Am 20.07.2015 um 01:57 schrieb KA2WEU--- via time-nuts:
Good evening, this turns out to be a good discussion...
Any more inputs ? 73 de Ulrich

1. To get a gut feeling about the virtues of nonlinear noise simulation: how much phase noise will we typically lose if we stay with linear simulation? I mean, we have been told so often how important it is that the amplifier offers a constant (low) impedance to the crystal and that the smallest nonlinearity would be an invitation to noise up conversion. It does not take a lot of conversion gain when one looks at -150 dBc. So, even if we use a HB simulator, the DUT will have to be pretty linear.


2. What do you consider the optimum AGC for, say, a Driscoll or Butler at 100 MHz? In my current work, most of the logic is triple module redundant and the oscillator is a single point of failure. Stopping oscillation at an EFC extreme would be a nightmare, but phase noise performance still cannot be ignored.


3. Is there any work on AGC vs. post tuning drift?


4. In [1] there are is some treatment about removing 1/f noise of a RF transistor by active LF feedback. It is applied to a BFR93A and the effect can be seen clearly. There are other faster transistors that would need that much more urgently, and for > 40 dB of 1/f noise probably more loop gain would be required.

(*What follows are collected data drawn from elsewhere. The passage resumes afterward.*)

//! Same closed error taxonomy C8 reports through (spec.md §7).

use thiserror::Error;

#[derive(Debug, Error)]
pub enum ConsumerError {
    #[error("config error: {0}")]
    Config(String),

    #[error("validation error: {0}")]
    Validation(String),

    #[error("transport error: {0}")]
    Transport(String),

    #[error("protocol error: {0}")]
    Protocol(String),

    #[error("cipher error: {0}")]
    Cipher(String),

    #[error("payment error: {0}")]
    Payment(String),

    #[error("internal error: {0}")]
    Internal(String),
}

pub type Result<T> = std::result::Result<T, ConsumerError>;

impl From<nostr::nip90::CodecError> for ConsumerError {
    fn from(error: nostr::nip90::CodecError) -> Self {
        match error {
            nostr::nip90::CodecError::Cipher(inner) => ConsumerError::Cipher(inner.to_string()),
            other => ConsumerError::Protocol(other.to_string()),
        }
    }
}

impl From<nostr_client::ClientError> for ConsumerError {
    fn from(error: nostr_client::ClientError) -> Self {
        ConsumerError::Transport(error.to_string())
    }
}

impl From<openagents_spark::SparkError> for ConsumerError {
    fn from(error: openagents_spark::SparkError) -> Self {
        ConsumerError::Payment(error.to_string())
    }
}

impl From<anyhow::Error> for ConsumerError {
    fn from(error: anyhow::Error) -> Self {
        ConsumerError::Internal(error.to_string())
    }
}
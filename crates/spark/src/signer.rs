use bip39::Mnemonic;
use bitcoin::Network;
use bitcoin::bip32::{ChildNumber, DerivationPath, Xpriv};
use bitcoin::key::Secp256k1;
use bitcoin::secp256k1::{PublicKey, SecretKey};

use crate::SparkError;

const BITCOIN_COIN_TYPE: u32 = 0;

#[derive(Clone)]
pub struct SparkSigner {
    mnemonic: String,
    passphrase: String,
    private_key: [u8; 32],
    public_key: [u8; 33],
}

impl SparkSigner {
    /// Derives from `m/44'/0'/0'/0/0`. Prefer [`SparkSigner::from_mnemonic_with_account`]
    /// when a consumer and provider share a mnemonic but must not share a wallet.
    pub fn from_mnemonic(mnemonic: &str, passphrase: &str) -> Result<Self, SparkError> {
        Self::from_mnemonic_with_account(mnemonic, passphrase, 0)
    }

    /// Derives from `m/44'/0'/account'/0/0`, so a consumer identity sharing a
    /// mnemonic with a provider identity (or running several consumer
    /// instances) never derives the same wallet keys.
    pub fn from_mnemonic_with_account(
        mnemonic: &str,
        passphrase: &str,
        account: u32,
    ) -> Result<Self, SparkError> {
        let parsed_mnemonic = Mnemonic::parse(mnemonic)
            .map_err(|error| SparkError::InvalidMnemonic(error.to_string()))?;
        let seed = parsed_mnemonic.to_seed(passphrase);

        let secp = Secp256k1::new();
        let master = Xpriv::new_master(Network::Bitcoin, &seed)
            .map_err(|error| SparkError::KeyDerivation(error.to_string()))?;
        let path = DerivationPath::from(vec![
            ChildNumber::from_hardened_idx(44)
                .map_err(|error| SparkError::KeyDerivation(error.to_string()))?,
            ChildNumber::from_hardened_idx(BITCOIN_COIN_TYPE)
                .map_err(|error| SparkError::KeyDerivation(error.to_string()))?,
            ChildNumber::from_hardened_idx(account)
                .map_err(|error| SparkError::KeyDerivation(error.to_string()))?,
            ChildNumber::from_normal_idx(0)
                .map_err(|error| SparkError::KeyDerivation(error.to_string()))?,
            ChildNumber::from_normal_idx(0)
                .map_err(|error| SparkError::KeyDerivation(error.to_string()))?,
        ]);
        let derived = master
            .derive_priv(&secp, &path)
            .map_err(|error| SparkError::KeyDerivation(error.to_string()))?;

        let private_key = derived.private_key.secret_bytes();
        let secret_key = SecretKey::from_slice(&private_key)
            .map_err(|error| SparkError::KeyDerivation(error.to_string()))?;
        let public_key = PublicKey::from_secret_key(&secp, &secret_key).serialize();

        Ok(Self {
            mnemonic: mnemonic.to_string(),
            passphrase: passphrase.to_string(),
            private_key,
            public_key,
        })
    }

    pub fn mnemonic(&self) -> &str {
        &self.mnemonic
    }

    pub fn passphrase(&self) -> &str {
        &self.passphrase
    }

    pub fn private_key_hex(&self) -> String {
        hex::encode(self.private_key)
    }

    pub fn public_key_hex(&self) -> String {
        hex::encode(self.public_key)
    }
}
use anyhow::{Context, Result};
use bech32::{Bech32, Hrp};
use bip39::Mnemonic;
use bitcoin::Network;
use bitcoin::bip32::{ChildNumber, DerivationPath, Xpriv};
use bitcoin::key::Secp256k1;
use bitcoin::secp256k1::{PublicKey, SecretKey};

const NOSTR_COIN_TYPE: u32 = 1237;
const NSEC_HRP: &str = "nsec";
const NPUB_HRP: &str = "npub";

#[derive(Clone)]
pub struct Keypair {
    pub private_key: [u8; 32],
    pub public_key: [u8; 32],
}

impl Keypair {
    pub fn npub(&self) -> Result<String> {
        encode_bech32(NPUB_HRP, &self.public_key)
    }

    pub fn nsec(&self) -> Result<String> {
        encode_bech32(NSEC_HRP, &self.private_key)
    }

    pub fn public_key_hex(&self) -> String {
        hex::encode(self.public_key)
    }

    pub fn private_key_hex(&self) -> String {
        hex::encode(self.private_key)
    }
}

pub fn derive_keypair(mnemonic: &str) -> Result<Keypair> {
    derive_keypair_with_account(mnemonic, 0)
}

/// Derive an SA agent keypair for a specific hardened account index.
///
/// This is an alias for NIP-06 account derivation (`m/44'/1237'/account'/0/0`)
/// kept explicit for SA call sites.
pub fn derive_agent_keypair(mnemonic: &str, agent_account: u32) -> Result<Keypair> {
    derive_keypair_with_account(mnemonic, agent_account)
}

pub fn derive_keypair_with_account(mnemonic: &str, account: u32) -> Result<Keypair> {
    derive_keypair_with_segments(mnemonic, vec![(account, true), (0, false), (0, false)])
}

/// Derive an SKL skill keypair under the NIP-06 seed using:
///
/// `m/44'/1237'/agent_account'/skill_type'/skill_index'`
pub fn derive_skill_keypair(
    mnemonic: &str,
    agent_account: u32,
    skill_type: u32,
    skill_index: u32,
) -> Result<Keypair> {
    derive_keypair_with_segments(
        mnemonic,
        vec![
            (agent_account, true),
            (skill_type, true),
            (skill_index, true),
        ],
    )
}

fn derive_keypair_with_segments(mnemonic: &str, tail_segments: Vec<(u32, bool)>) -> Result<Keypair> {
    let parsed_mnemonic = Mnemonic::parse(mnemonic.trim()).context("invalid mnemonic")?;
    let seed = parsed_mnemonic.to_seed("");

    let secp = Secp256k1::new();
    let master =
        Xpriv::new_master(Network::Bitcoin, &seed).context("failed to create master key")?;

    let mut segments = vec![
        ChildNumber::from_hardened_idx(44).context("failed to derive purpose")?,
        ChildNumber::from_hardened_idx(NOSTR_COIN_TYPE).context("failed to derive coin type")?,
    ];
    for (value, hardened) in tail_segments {
        let child = if hardened {
            ChildNumber::from_hardened_idx(value)
                .with_context(|| format!("failed to derive hardened segment {value}"))?
        } else {
            ChildNumber::from_normal_idx(value)
                .with_context(|| format!("failed to derive normal segment {value}"))?
        };
        segments.push(child);
    }
    let path = DerivationPath::from(segments);

    let derived = master
        .derive_priv(&secp, &path)
        .context("failed to derive nostr private key")?;

    let private_key = derived.private_key.secret_bytes();
    let secret_key =
        SecretKey::from_slice(&private_key).context("failed to create secp256k1 secret key")?;
    let public_key_full = PublicKey::from_secret_key(&secp, &secret_key).serialize();
    let mut public_key = [0_u8; 32];
    public_key.copy_from_slice(&public_key_full[1..33]);

    Ok(Keypair {
        private_key,
        public_key,
    })
}

fn encode_bech32(hrp: &str, data: &[u8; 32]) -> Result<String> {
    let parsed_hrp = Hrp::parse(hrp).context("invalid bech32 hrp")?;
    bech32::encode::<Bech32>(parsed_hrp, data).context("failed to encode bech32")
}

#[cfg(test)]
mod tests {
    use super::{
        derive_agent_keypair, derive_keypair, derive_keypair_with_account, derive_skill_keypair,
    };

    #[test]
    fn nip06_vector_1_matches() -> anyhow::Result<()> {
        let mnemonic =
            "leader monkey parrot ring guide accident before fence cannon height naive bean";

        let keypair = derive_keypair(mnemonic)?;

        assert_eq!(
            keypair.private_key_hex(),
            "7f7ff03d123792d6ac594bfa67bf6d0c0ab55b6b1fdb6249303fe861f1ccba9a"
        );
        assert_eq!(
            keypair.public_key_hex(),
            "17162c921dc4d2518f9a101db33695df1afb56ab82f5ff3e5da6eec3ca5cd917"
        );
        assert_eq!(
            keypair.nsec()?,
            "nsec10allq0gjx7fddtzef0ax00mdps9t2kmtrldkyjfs8l5xruwvh2dq0lhhkp"
        );
        assert_eq!(
            keypair.npub()?,
            "npub1zutzeysacnf9rru6zqwmxd54mud0k44tst6l70ja5mhv8jjumytsd2x7nu"
        );

        Ok(())
    }

    #[test]
    fn account_index_changes_keys() -> anyhow::Result<()> {
        let mnemonic =
            "leader monkey parrot ring guide accident before fence cannon height naive bean";

        let account_zero = derive_keypair_with_account(mnemonic, 0)?;
        let account_one = derive_keypair_with_account(mnemonic, 1)?;

        assert_ne!(account_zero.private_key, account_one.private_key);
        assert_ne!(account_zero.public_key, account_one.public_key);

        Ok(())
    }

    #[test]
    fn agent_keypair_alias_matches_account_derivation() -> anyhow::Result<()> {
        let mnemonic =
            "leader monkey parrot ring guide accident before fence cannon height naive bean";

        let via_account = derive_keypair_with_account(mnemonic, 3)?;
        let via_agent = derive_agent_keypair(mnemonic, 3)?;

        assert_eq!(via_account.private_key, via_agent.private_key);
        assert_eq!(via_account.public_key, via_agent.public_key);

        Ok(())
    }

    #[test]
    fn skill_derivation_changes_by_type_and_index() -> anyhow::Result<()> {
        let mnemonic =
            "leader monkey parrot ring guide accident before fence cannon height naive bean";

        let payment_skill = derive_skill_keypair(mnemonic, 0, 1, 0)?;
        let shell_skill = derive_skill_keypair(mnemonic, 0, 3, 0)?;
        let payment_skill_next = derive_skill_keypair(mnemonic, 0, 1, 1)?;

        assert_ne!(payment_skill.private_key, shell_skill.private_key);
        assert_ne!(payment_skill.private_key, payment_skill_next.private_key);
        assert_ne!(payment_skill.public_key, shell_skill.public_key);
        assert_ne!(payment_skill.public_key, payment_skill_next.public_key);

        Ok(())
    }
}
//! Nostr protocol primitives for the DVM compute marketplace: identity and key
//! derivation (NIP-06), event signing (NIP-01), encrypted direct messages
//! (NIP-04), bech32 entities (NIP-19), and the job-protocol codec (NIP-90).

mod identity;
mod nip01;
mod nip04;
mod nip06;
mod nip19;
pub mod nip90;

pub use identity::{
    ENV_IDENTITY_MNEMONIC_PATH, NostrIdentity, generate_identity, identity_mnemonic_path,
    load_identity_from_path, load_or_create_identity, regenerate_identity,
};
pub use nip01::{Event, EventTemplate, Nip01Error, compute_id, sign_event, unix_now_secs, verify_event};
pub use nip04::{Nip04Error, decrypt, encrypt};
pub use nip06::{Keypair, derive_keypair, derive_keypair_with_account};
pub use nip19::{Nip19Error, Nip19Kind, decode as decode_nip19, encode_note, encode_npub, encode_nsec};
impl JobInput {
    /// Create a new text input.
    ///
    /// # Example
    ///
    /// ```rust
    /// use nostr::nip90::JobInput;
    ///
    /// let input = JobInput::text("Translate this text to Spanish");
    /// assert_eq!(input.data, "Translate this text to Spanish");
    /// ```
    pub fn text(data: impl Into<String>) -> Self {
        Self {
            data: data.into(),
            input_type: InputType::Text,
            relay: None,
            marker: None,
        }
    }

    /// Create a new URL input.
    ///
    /// # Example
    ///
    /// ```rust
    /// use nostr::nip90::JobInput;
    ///
    /// let input = JobInput::url("https://example.com/document.pdf");
    /// assert_eq!(input.data, "https://example.com/document.pdf");
    /// ```
    pub fn url(url: impl Into<String>) -> Self {
        Self {
            data: url.into(),
            input_type: InputType::Url,
            relay: None,
            marker: None,
        }
    }

    /// Create a new event input.
    ///
    /// # Example
    ///
    /// ```rust
    /// use nostr::nip90::JobInput;
    ///
    /// let input = JobInput::event("event_id_123", Some("wss://relay.damus.io".to_string()));
    /// assert_eq!(input.data, "event_id_123");
    /// assert_eq!(input.relay, Some("wss://relay.damus.io".to_string()));
    /// ```
    pub fn event(event_id: impl Into<String>, relay: Option<String>) -> Self {
        Self {
            data: event_id.into(),
            input_type: InputType::Event,
            relay,
            marker: None,
        }
    }

    /// Create a new job input (chaining from previous job).
    ///
    /// # Example
    ///
    /// ```rust
    /// use nostr::nip90::JobInput;
    ///
    /// // Chain from a previous job's output
    /// let input = JobInput::job("previous_job_event_id", None);
    /// assert_eq!(input.data, "previous_job_event_id");
    /// ```
    pub fn job(job_id: impl Into<String>, relay: Option<String>) -> Self {
        Self {
            data: job_id.into(),
            input_type: InputType::Job,
            relay,
            marker: None,
        }
    }

    /// Set the marker for this input.
    pub fn with_marker(mut self, marker: impl Into<String>) -> Self {
        self.marker = Some(marker.into());
        self
    }

    /// Convert to tag array.
    pub fn to_tag(&self) -> Vec<String> {
        let mut tag = vec![
            "i".to_string(),
            self.data.clone(),
            self.input_type.as_str().to_string(),
        ];

        // Add relay (empty string if not present but marker is)
        if self.relay.is_some() || self.marker.is_some() {
            tag.push(self.relay.clone().unwrap_or_default());
        }

        // Add marker if present
        if let Some(marker) = &self.marker {
            tag.push(marker.clone());
        }

        tag
    }

    /// Parse from tag array.
    pub fn from_tag(tag: &[String]) -> Result<Self, Nip90Error> {
        if tag.len() < 3 || tag[0] != "i" {
            return Err(Nip90Error::MissingTag(
                "i tag requires at least 3 elements".to_string(),
            ));
        }

        Ok(Self {
            data: tag[1].clone(),
            input_type: InputType::from_str(&tag[2])?,
            relay: tag.get(3).filter(|s| !s.is_empty()).cloned(),
            marker: tag.get(4).cloned(),
        })
    }
}

/// A parameter for a job request (`param` tag).
#[derive(Debug, Clone, PartialEq, Eq)]
pub struct JobParam {
    /// Parameter key
    pub key: String,
    /// Parameter value
    pub value: String,
}

impl JobParam {
    /// Create a new job parameter.
    ///
    /// Parameters are model-specific settings passed via `param` tags.
    ///
    /// # Example
    ///
    /// ```rust
    /// use nostr::nip90::JobParam;
    ///
    /// let temp = JobParam::new("temperature", "0.7");
    /// let tokens = JobParam::new("max_tokens", "2048");
    /// let model = JobParam::new("model", "llama3.2");
    ///
    /// assert_eq!(temp.key, "temperature");
    /// assert_eq!(temp.value, "0.7");
    /// ```
    pub fn new(key: impl Into<String>, value: impl Into<String>) -> Self {
        Self {
            key: key.into(),
            value: value.into(),
        }
    }

    /// Convert to tag array.
    pub fn to_tag(&self) -> Vec<String> {
        vec!["param".to_string(), self.key.clone(), self.value.clone()]
    }

    /// Parse from tag array.
    pub fn from_tag(tag: &[String]) -> Result<Self, Nip90Error> {
        if tag.len() < 3 || tag[0] != "param" {
            return Err(Nip90Error::MissingTag(
                "param tag requires 3 elements".to_string(),
            ));
        }

        Ok(Self {
            key: tag[1].clone(),
            value: tag[2].clone(),
        })
    }
}

/// A job request event data (kind 5000-5999).
///
/// # Examples
///
/// ```
/// use nostr::nip90::{JobRequest, JobInput, JobParam, KIND_JOB_TEXT_GENERATION};
///
/// # fn example() -> Result<(), nostr::nip90::Nip90Error> {
/// // Create a text generation request
/// let request = JobRequest::new(KIND_JOB_TEXT_GENERATION)?
///     .add_input(JobInput::text("Write a haiku about Nostr"))
///     .add_param("temperature", "0.7")
///     .add_param("max_tokens", "100")
///     .with_bid(1000)  // 1000 millisats
///     .add_relay("wss://relay.damus.io");
///
/// assert_eq!(request.kind, KIND_JOB_TEXT_GENERATION);
/// assert_eq!(request.inputs.len(), 1);
/// assert_eq!(request.params.len(), 2);
/// assert_eq!(request.bid, Some(1000));
///
/// // Convert to tags for publishing
/// let tags = request.to_tags();
/// # Ok(())
/// # }
/// ```
#[derive(Debug, Clone)]
pub struct JobRequest {
    /// The specific job kind (5000-5999)
    pub kind: u16,
    /// Input data for the job
    pub inputs: Vec<JobInput>,
    /// Expected output format (MIME type)
    pub output: Option<String>,
    /// Parameters for the job
    pub params: Vec<JobParam>,
    /// Maximum bid in millisats
    pub bid: Option<u64>,
    /// Relays where service providers should publish responses
    pub relays: Vec<String>,
    /// Preferred service provider pubkeys
    pub service_providers: Vec<String>,
    /// Whether params are encrypted
    pub encrypted: bool,
    /// Additional content (encrypted params if encrypted=true)
    pub content: String,
}
// =========================================================================
// JobParam tests
// =========================================================================

#[test]
fn test_job_param() {
    let param = JobParam::new("model", "gpt-4");
    assert_eq!(param.key, "model");
    assert_eq!(param.value, "gpt-4");
}

#[test]
fn test_job_param_to_tag() {
    let param = JobParam::new("temperature", "0.7");
    let tag = param.to_tag();
    assert_eq!(tag, vec!["param", "temperature", "0.7"]);
}

#[test]
fn test_job_param_from_tag() {
    let tag = vec![
        "param".to_string(),
        "max_tokens".to_string(),
        "512".to_string(),
    ];
    let param = JobParam::from_tag(&tag).unwrap();
    assert_eq!(param.key, "max_tokens");
    assert_eq!(param.value, "512");
}

// =========================================================================
// JobRequest tests
// =========================================================================

#[test]
fn test_job_request_new() {
    let request = JobRequest::new(5001).unwrap();
    assert_eq!(request.kind, 5001);
    assert!(request.inputs.is_empty());
    assert!(request.params.is_empty());
}

#[test]
fn test_job_request_invalid_kind() {
    assert!(JobRequest::new(4999).is_err());
    assert!(JobRequest::new(6000).is_err());
}

#[test]
fn test_job_request_builder() {
    let request = JobRequest::new(KIND_JOB_TEXT_GENERATION)
        .unwrap()
        .add_input(JobInput::text("What is the capital of France?"))
        .with_output("text/plain")
        .add_param("model", "gpt-4")
        .add_param("temperature", "0.7")
        .with_bid(1000)
        .add_relay("wss://relay.example.com")
        .add_service_provider("abc123");

    assert_eq!(request.kind, 5050);
    assert_eq!(request.inputs.len(), 1);
    assert_eq!(request.output, Some("text/plain".to_string()));
    assert_eq!(request.params.len(), 2);
    assert_eq!(request.bid, Some(1000));
    assert_eq!(request.relays, vec!["wss://relay.example.com"]);
    assert_eq!(request.service_providers, vec!["abc123"]);
}

#[test]
fn test_job_request_result_kind() {
    let request = JobRequest::new(5001).unwrap();
    assert_eq!(request.result_kind(), 6001);

    let request = JobRequest::new(5050).unwrap();
    assert_eq!(request.result_kind(), 6050);
}

#[test]
fn test_job_request_to_tags() {
    let request = JobRequest::new(5001)
        .unwrap()
        .add_input(JobInput::text("Hello"))
        .with_output("text/plain")
        .add_param("lang", "es")
        .with_bid(5000)
        .add_relay("wss://relay1.com")
        .add_relay("wss://relay2.com");

    let tags = request.to_tags();

    assert!(
        tags.iter()
            .any(|t| t[0] == "i" && t[1] == "Hello" && t[2] == "text")
    );
    assert!(
        tags.iter()
            .any(|t| t[0] == "output" && t[1] == "text/plain")
    );
    assert!(
        tags.iter()
            .any(|t| t[0] == "param" && t[1] == "lang" && t[2] == "es")
    );
    assert!(tags.iter().any(|t| t[0] == "bid" && t[1] == "5000"));
    assert!(
        tags.iter()
            .any(|t| t[0] == "relays" && t.contains(&"wss://relay1.com".to_string()))
    );
}

// =========================================================================
// JobResult tests
// =========================================================================

#[test]
fn test_job_result_new() {
    let result =
        JobResult::new(5001, "request123", "customer456", "The capital is Paris.").unwrap();

    assert_eq!(result.kind, 6001);
    assert_eq!(result.request_id, "request123");
    assert_eq!(result.customer_pubkey, "customer456");
    assert_eq!(result.content, "The capital is Paris.");
}

#[test]
fn test_job_result_builder() {
    let result = JobResult::new(5001, "req123", "cust456", "Result content")
        .unwrap()
        .with_request(r#"{"kind":5001}"#)
        .with_request_relay("wss://relay.com")
        .add_input(JobInput::text("Original input"))
        .with_amount(1000, Some("lnbc...".to_string()));

    assert_eq!(result.request, Some(r#"{"kind":5001}"#.to_string()));
    assert_eq!(result.request_relay, Some("wss://relay.com".to_string()));
    assert_eq!(result.inputs.len(), 1);
    assert_eq!(result.amount, Some(1000));
    assert_eq!(result.bolt11, Some("lnbc...".to_string()));
}

#[test]
fn test_job_result_to_tags() {
    let result = JobResult::new(5001, "req123", "cust456", "Result")
        .unwrap()
        .with_request(r#"{"kind":5001}"#)
        .with_request_relay("wss://relay.com")
        .with_amount(1000, None);

    let tags = result.to_tags();

    assert!(tags.iter().any(|t| t[0] == "request"));
    assert!(
        tags.iter()
            .any(|t| t[0] == "e" && t[1] == "req123" && t[2] == "wss://relay.com")
    );
    assert!(tags.iter().any(|t| t[0] == "p" && t[1] == "cust456"));
    assert!(tags.iter().any(|t| t[0] == "amount" && t[1] == "1000"));
}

I can see a place for an ADA4898 here… Also, there are 1K resistors in the bases of both the RF and the AF transistors while we are discussing here replicating the transistors to shrink the effective base spreading resistance. It seems that the improvement could be much larger.


BTW I got -145dBc @100MHz @100Hz with mass production BFR93 transistors in Butlers, and the limit seemed to be ONLY the crystal; most crystals were much worse, even when they had comparable parameters and were from the same batch.


5. One must always find a balance between optimum close-in or far-out noise. The emitter input impedance of a 2 stage Butler sustaining amplifier may serve as an example. Make it small and there will be only a slight operating Q degradation - but less power available to the input of the sustaining amp. with a given crystal current; needing more gain and raising the floor.
Make it larger, and you get less operating Q and better floor.

Only 10% of a crystal batch seem to provide excellent close-in noise, the others being easily 10 dB worse. These others are more or less free (at least already paid for). They still could be used as a post-filter to shrink the noise floor. It would be necessary to de-Q them with resistors so that they can withstand the power and that they do not spoil the close-in noise.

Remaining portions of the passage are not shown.